See the thread Sleep-disordered Breathing and Hypotension, 2001, Guilleminault et al. for some of the anatomical factors associated with UARS (all of the UARS patients in the study - of whom 15/15 with "low BP" [<105/65 here] who underwent tilt table testing had orthostatic hypotension - had an abnormally small oral cavity):
All of the UARS patients in the study had an abnormally small oral cavity based on objective measurements:
Subjects with UARS were also examined by an otolaryngologist. A craniofacial evaluation performed by a specialist indicated the presence of at least one of the following: crossbite, long face, high-arched hard palate with narrow maxilla, and small mandible with either decreased anteroposterior length or decreased intermolar distance (20, 23). The anatomic findings always resulted in a small oral cavity impacting on the resting position of a normal-size tongue.

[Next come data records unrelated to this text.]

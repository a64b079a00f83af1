//! Scalar values, scalar types and column type inference
//!
//! Every filter and every field accessor speaks in [`ScalarValue`]s. The
//! type maps that describe a table (fixed columns and EAV attributes) map a
//! name to a [`ScalarType`].
//!
//! # Example
//!
//! ```rust
//! use content_service::repository::{infer_column_type, ScalarType, ScalarValue};
//!
//! assert_eq!(infer_column_type("title", "text"), ScalarType::String);
//! assert_eq!(infer_column_type("typeId", "integer"), ScalarType::Int);
//! assert_eq!(ScalarValue::from(42_i64).scalar_type(), ScalarType::Int);
//! ```

use std::cmp::Ordering;
use std::collections::BTreeMap;
use std::fmt;
use std::str::FromStr;

use chrono::{DateTime, NaiveDate, NaiveTime, Utc};
use serde::{Deserialize, Serialize};

/// Mapping of field or attribute name to its scalar type
pub type TypeMap = BTreeMap<String, ScalarType>;

/// Declared type of a column or attribute
#[derive(Debug, Clone, Copy, PartialEq, Eq, Hash, PartialOrd, Ord, Serialize, Deserialize)]
pub enum ScalarType {
    /// Boolean
    Bool,
    /// Integer (any width)
    Int,
    /// Floating point or arbitrary precision number
    Float,
    /// Calendar date
    Date,
    /// Timestamp with time zone
    Datetime,
    /// Time of day; only attribute definitions declare it
    Time,
    /// Text
    String,
}

impl ScalarType {
    /// Whether values of this type are ordered numbers
    #[must_use]
    pub const fn is_numeric(self) -> bool {
        matches!(self, Self::Int | Self::Float)
    }

    /// Whether values of this type are points in time
    #[must_use]
    pub const fn is_temporal(self) -> bool {
        matches!(self, Self::Date | Self::Datetime | Self::Time)
    }
}

impl fmt::Display for ScalarType {
    fn fmt(&self, f: &mut fmt::Formatter<'_>) -> fmt::Result {
        match self {
            Self::Bool => write!(f, "bool"),
            Self::Int => write!(f, "int"),
            Self::Float => write!(f, "float"),
            Self::Date => write!(f, "date"),
            Self::Datetime => write!(f, "datetime"),
            Self::Time => write!(f, "time"),
            Self::String => write!(f, "string"),
        }
    }
}

/// Error returned when a data type token is not recognized
#[derive(Debug, Clone, PartialEq, Eq, thiserror::Error)]
#[error("unknown data type '{0}'")]
pub struct UnknownDataType(pub String);

impl FromStr for ScalarType {
    type Err = UnknownDataType;

    /// Parses the data type tokens used by the textual filter encoding and by
    /// attribute definitions.
    fn from_str(s: &str) -> Result<Self, Self::Err> {
        match s.trim().to_ascii_lowercase().as_str() {
            "bool" | "boolean" => Ok(Self::Bool),
            "int" | "integer" => Ok(Self::Int),
            "float" | "double" | "numeric" => Ok(Self::Float),
            "date" => Ok(Self::Date),
            "datetime" | "timestamp" => Ok(Self::Datetime),
            "time" => Ok(Self::Time),
            "string" | "text" => Ok(Self::String),
            other => Err(UnknownDataType(other.to_string())),
        }
    }
}

/// A typed scalar used in filters and returned by entity field accessors
#[derive(Debug, Clone, PartialEq, Serialize, Deserialize)]
#[serde(tag = "type", content = "value")]
pub enum ScalarValue {
    /// Text
    String(String),
    /// 64-bit integer
    Int(i64),
    /// 64-bit float
    Float(f64),
    /// Boolean
    Bool(bool),
    /// Calendar date
    Date(NaiveDate),
    /// UTC timestamp
    DateTime(DateTime<Utc>),
    /// Time of day
    Time(NaiveTime),
}

impl ScalarValue {
    /// The scalar type this value carries
    #[must_use]
    pub const fn scalar_type(&self) -> ScalarType {
        match self {
            Self::String(_) => ScalarType::String,
            Self::Int(_) => ScalarType::Int,
            Self::Float(_) => ScalarType::Float,
            Self::Bool(_) => ScalarType::Bool,
            Self::Date(_) => ScalarType::Date,
            Self::DateTime(_) => ScalarType::Datetime,
            Self::Time(_) => ScalarType::Time,
        }
    }

    /// Whether the value is an Int or a Float
    #[must_use]
    pub const fn is_numeric(&self) -> bool {
        self.scalar_type().is_numeric()
    }

    /// Whether the value is a Date, DateTime or Time
    #[must_use]
    pub const fn is_temporal(&self) -> bool {
        self.scalar_type().is_temporal()
    }

    /// Borrow the text of a String value
    #[must_use]
    pub fn as_str(&self) -> Option<&str> {
        match self {
            Self::String(s) => Some(s),
            _ => None,
        }
    }

    /// Parse raw text into a value of the given type
    ///
    /// Dates use `YYYY-MM-DD`, datetimes RFC 3339, times `HH:MM[:SS[.fff]]`.
    pub fn parse_as(raw: &str, ty: ScalarType) -> Option<Self> {
        let raw = raw.trim();
        match ty {
            ScalarType::String => Some(Self::String(raw.to_string())),
            ScalarType::Int => raw.parse().ok().map(Self::Int),
            ScalarType::Float => raw.parse().ok().map(Self::Float),
            ScalarType::Bool => match raw.to_ascii_lowercase().as_str() {
                "true" | "t" | "1" => Some(Self::Bool(true)),
                "false" | "f" | "0" => Some(Self::Bool(false)),
                _ => None,
            },
            ScalarType::Date => NaiveDate::parse_from_str(raw, "%Y-%m-%d").ok().map(Self::Date),
            ScalarType::Datetime => DateTime::parse_from_rfc3339(raw)
                .ok()
                .map(|dt| Self::DateTime(dt.with_timezone(&Utc))),
            ScalarType::Time => NaiveTime::parse_from_str(raw, "%H:%M:%S%.f")
                .or_else(|_| NaiveTime::parse_from_str(raw, "%H:%M"))
                .ok()
                .map(Self::Time),
        }
    }

    /// Convert the value to the declared type of the column it is compared to
    ///
    /// Strings are parsed, Ints widen to Floats and Dates widen to midnight
    /// UTC. Returns `None` when no lossless conversion exists.
    #[must_use]
    pub fn coerce_to(&self, ty: ScalarType) -> Option<Self> {
        if self.scalar_type() == ty {
            return Some(self.clone());
        }
        match (self, ty) {
            (Self::String(s), _) => Self::parse_as(s, ty),
            (Self::Int(n), ScalarType::Float) => Some(Self::Float(*n as f64)),
            (Self::Date(d), ScalarType::Datetime) => {
                d.and_hms_opt(0, 0, 0).map(|dt| Self::DateTime(dt.and_utc()))
            }
            (value, ScalarType::String) => Some(Self::String(value.to_string())),
            _ => None,
        }
    }

    /// Compare two values of compatible types
    ///
    /// Ints and Floats compare numerically; every other combination of
    /// different types is incomparable.
    #[must_use]
    pub fn compare(&self, other: &Self) -> Option<Ordering> {
        match (self, other) {
            (Self::String(a), Self::String(b)) => Some(a.cmp(b)),
            (Self::Int(a), Self::Int(b)) => Some(a.cmp(b)),
            (Self::Float(a), Self::Float(b)) => a.partial_cmp(b),
            (Self::Int(a), Self::Float(b)) => (*a as f64).partial_cmp(b),
            (Self::Float(a), Self::Int(b)) => a.partial_cmp(&(*b as f64)),
            (Self::Bool(a), Self::Bool(b)) => Some(a.cmp(b)),
            (Self::Date(a), Self::Date(b)) => Some(a.cmp(b)),
            (Self::DateTime(a), Self::DateTime(b)) => Some(a.cmp(b)),
            (Self::Time(a), Self::Time(b)) => Some(a.cmp(b)),
            _ => None,
        }
    }
}

impl fmt::Display for ScalarValue {
    fn fmt(&self, f: &mut fmt::Formatter<'_>) -> fmt::Result {
        match self {
            Self::String(s) => write!(f, "{}", s),
            Self::Int(n) => write!(f, "{}", n),
            Self::Float(n) => write!(f, "{}", n),
            Self::Bool(b) => write!(f, "{}", b),
            Self::Date(d) => write!(f, "{}", d.format("%Y-%m-%d")),
            Self::DateTime(dt) => write!(f, "{}", dt.to_rfc3339()),
            Self::Time(t) => write!(f, "{}", t.format("%H:%M:%S%.f")),
        }
    }
}

impl From<&str> for ScalarValue {
    fn from(s: &str) -> Self {
        Self::String(s.to_string())
    }
}

impl From<String> for ScalarValue {
    fn from(s: String) -> Self {
        Self::String(s)
    }
}

impl From<i64> for ScalarValue {
    fn from(n: i64) -> Self {
        Self::Int(n)
    }
}

impl From<i32> for ScalarValue {
    fn from(n: i32) -> Self {
        Self::Int(i64::from(n))
    }
}

impl From<f64> for ScalarValue {
    fn from(n: f64) -> Self {
        Self::Float(n)
    }
}

impl From<bool> for ScalarValue {
    fn from(b: bool) -> Self {
        Self::Bool(b)
    }
}

impl From<NaiveDate> for ScalarValue {
    fn from(d: NaiveDate) -> Self {
        Self::Date(d)
    }
}

impl From<DateTime<Utc>> for ScalarValue {
    fn from(dt: DateTime<Utc>) -> Self {
        Self::DateTime(dt)
    }
}

impl From<NaiveTime> for ScalarValue {
    fn from(t: NaiveTime) -> Self {
        Self::Time(t)
    }
}

/// Infer the scalar type of a column from its storage type and name
///
/// The storage type is matched first (first match wins): `bool`, then
/// `int`/`serial`, then `real`/`double`/`float`/`numeric`/`decimal`, then
/// `timestamp`, then `date`. When nothing matches, well-known base field
/// names decide, and everything else is a String.
#[must_use]
pub fn infer_column_type(name: &str, sql_type: &str) -> ScalarType {
    let sql_type = sql_type.to_ascii_lowercase();

    if sql_type.contains("bool") {
        return ScalarType::Bool;
    }
    if sql_type.contains("int") || sql_type.contains("serial") {
        return ScalarType::Int;
    }
    if ["real", "double", "float", "numeric", "decimal"]
        .iter()
        .any(|t| sql_type.contains(t))
    {
        return ScalarType::Float;
    }
    if sql_type.contains("timestamp") {
        return ScalarType::Datetime;
    }
    if sql_type.contains("date") {
        return ScalarType::Date;
    }

    match name {
        "id" | "version" => ScalarType::Int,
        "createdAt" | "updatedAt" => ScalarType::Datetime,
        "uid" => ScalarType::String,
        _ => ScalarType::String,
    }
}

#[cfg(test)]
mod tests {
    use super::*;

    #[test]
    fn test_infer_from_storage_type() {
        assert_eq!(infer_column_type("active", "boolean"), ScalarType::Bool);
        assert_eq!(infer_column_type("id", "serial"), ScalarType::Int);
        assert_eq!(infer_column_type("count", "bigint"), ScalarType::Int);
        assert_eq!(infer_column_type("score", "double precision"), ScalarType::Float);
        assert_eq!(infer_column_type("price", "numeric(10,2)"), ScalarType::Float);
        assert_eq!(infer_column_type("ratio", "real"), ScalarType::Float);
        assert_eq!(
            infer_column_type("publishedAt", "timestamp with time zone"),
            ScalarType::Datetime
        );
        assert_eq!(infer_column_type("birthday", "date"), ScalarType::Date);
        assert_eq!(infer_column_type("title", "text"), ScalarType::String);
    }

    #[test]
    fn test_infer_priority_order() {
        // "timestamp" would match too, but "int" is checked first
        assert_eq!(infer_column_type("x", "int_timestamp"), ScalarType::Int);
        // "date" inside "timestamp" never wins over it
        assert_eq!(infer_column_type("x", "timestamp"), ScalarType::Datetime);
    }

    #[test]
    fn test_infer_name_fallback() {
        assert_eq!(infer_column_type("id", "custom"), ScalarType::Int);
        assert_eq!(infer_column_type("version", ""), ScalarType::Int);
        assert_eq!(infer_column_type("createdAt", "custom"), ScalarType::Datetime);
        assert_eq!(infer_column_type("updatedAt", "custom"), ScalarType::Datetime);
        assert_eq!(infer_column_type("uid", "uuid"), ScalarType::String);
        assert_eq!(infer_column_type("status", "post_status"), ScalarType::String);
    }

    #[test]
    fn test_scalar_type_from_str() {
        assert_eq!("boolean".parse::<ScalarType>().unwrap(), ScalarType::Bool);
        assert_eq!("INT".parse::<ScalarType>().unwrap(), ScalarType::Int);
        assert_eq!("double".parse::<ScalarType>().unwrap(), ScalarType::Float);
        assert_eq!("datetime".parse::<ScalarType>().unwrap(), ScalarType::Datetime);
        assert_eq!("time".parse::<ScalarType>().unwrap(), ScalarType::Time);
        assert_eq!("text".parse::<ScalarType>().unwrap(), ScalarType::String);
        assert!("blob".parse::<ScalarType>().is_err());
    }

    #[test]
    fn test_parse_as() {
        assert_eq!(
            ScalarValue::parse_as("42", ScalarType::Int),
            Some(ScalarValue::Int(42))
        );
        assert_eq!(ScalarValue::parse_as("4x", ScalarType::Int), None);
        assert_eq!(
            ScalarValue::parse_as("true", ScalarType::Bool),
            Some(ScalarValue::Bool(true))
        );
        assert_eq!(
            ScalarValue::parse_as("2024-02-29", ScalarType::Date),
            Some(ScalarValue::Date(NaiveDate::from_ymd_opt(2024, 2, 29).unwrap()))
        );
        assert_eq!(
            ScalarValue::parse_as("09:30", ScalarType::Time),
            Some(ScalarValue::Time(NaiveTime::from_hms_opt(9, 30, 0).unwrap()))
        );
        assert!(ScalarValue::parse_as("2024-01-01T10:00:00Z", ScalarType::Datetime).is_some());
    }

    #[test]
    fn test_coerce_to() {
        let five = ScalarValue::from("5");
        assert_eq!(five.coerce_to(ScalarType::Int), Some(ScalarValue::Int(5)));
        assert_eq!(
            ScalarValue::Int(2).coerce_to(ScalarType::Float),
            Some(ScalarValue::Float(2.0))
        );
        assert_eq!(ScalarValue::Bool(true).coerce_to(ScalarType::Int), None);
        assert_eq!(
            ScalarValue::Int(7).coerce_to(ScalarType::String),
            Some(ScalarValue::from("7"))
        );
    }

    #[test]
    fn test_compare_mixed_numeric() {
        assert_eq!(
            ScalarValue::Int(1).compare(&ScalarValue::Float(1.5)),
            Some(Ordering::Less)
        );
        assert_eq!(ScalarValue::Int(1).compare(&ScalarValue::from("1")), None);
    }
}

The index calculated on the basis of oral cavity measurements was abnormal in all subjects (20). Only three subjects had wisdom teeth (23). Cephalometric radiographs demonstrated an abnormally small airway space behind the base of the tongue (in 87 of 89 subjects).
Personally, I feel like once you are aware of these anatomical factors, it's kind of hard to unsee. I feel like there are way too many people with ME/CFS who look like me (UARS poster child, I have all of the above minus a crossbite) to be a coincidence; however, the anatomical factors can be subtle in some individuals (e.g. in the UARS Facebook group, there are plenty of people who look pretty "normal" from the front - i.e. they don't have narrow dental arches, but a profile view will reveal some degree of recession of the jaws). And of course, other factors that aren't visible like having a larger tongue, nasal obstruction/rhinitis, connective tissue laxity (causing increased upper airway collapsibility) can all contribute too.

Another argument against pure genetic cause: do we know of any other species that have anything like ME in the wild? Of course the wild is enormous and we can't be certain. But have we found any evidence at all of a species of bird, or groundhog, or chimp, where it is common that a significant fraction of the population never leaves their nest or burrow? Where they always act sluggish? If so, I'd love to hear about it. If not, what's the chance that humans were the only species blessed with this seemingly pointless mutation?
Most animals do not experience obstructive sleep-disordered breathing, I believe, with the exception of brachycephalic dog breeds like pugs, bulldogs, boston terriers, etc. (other animals like pigs/rodents/etc. can develop it when they become obese).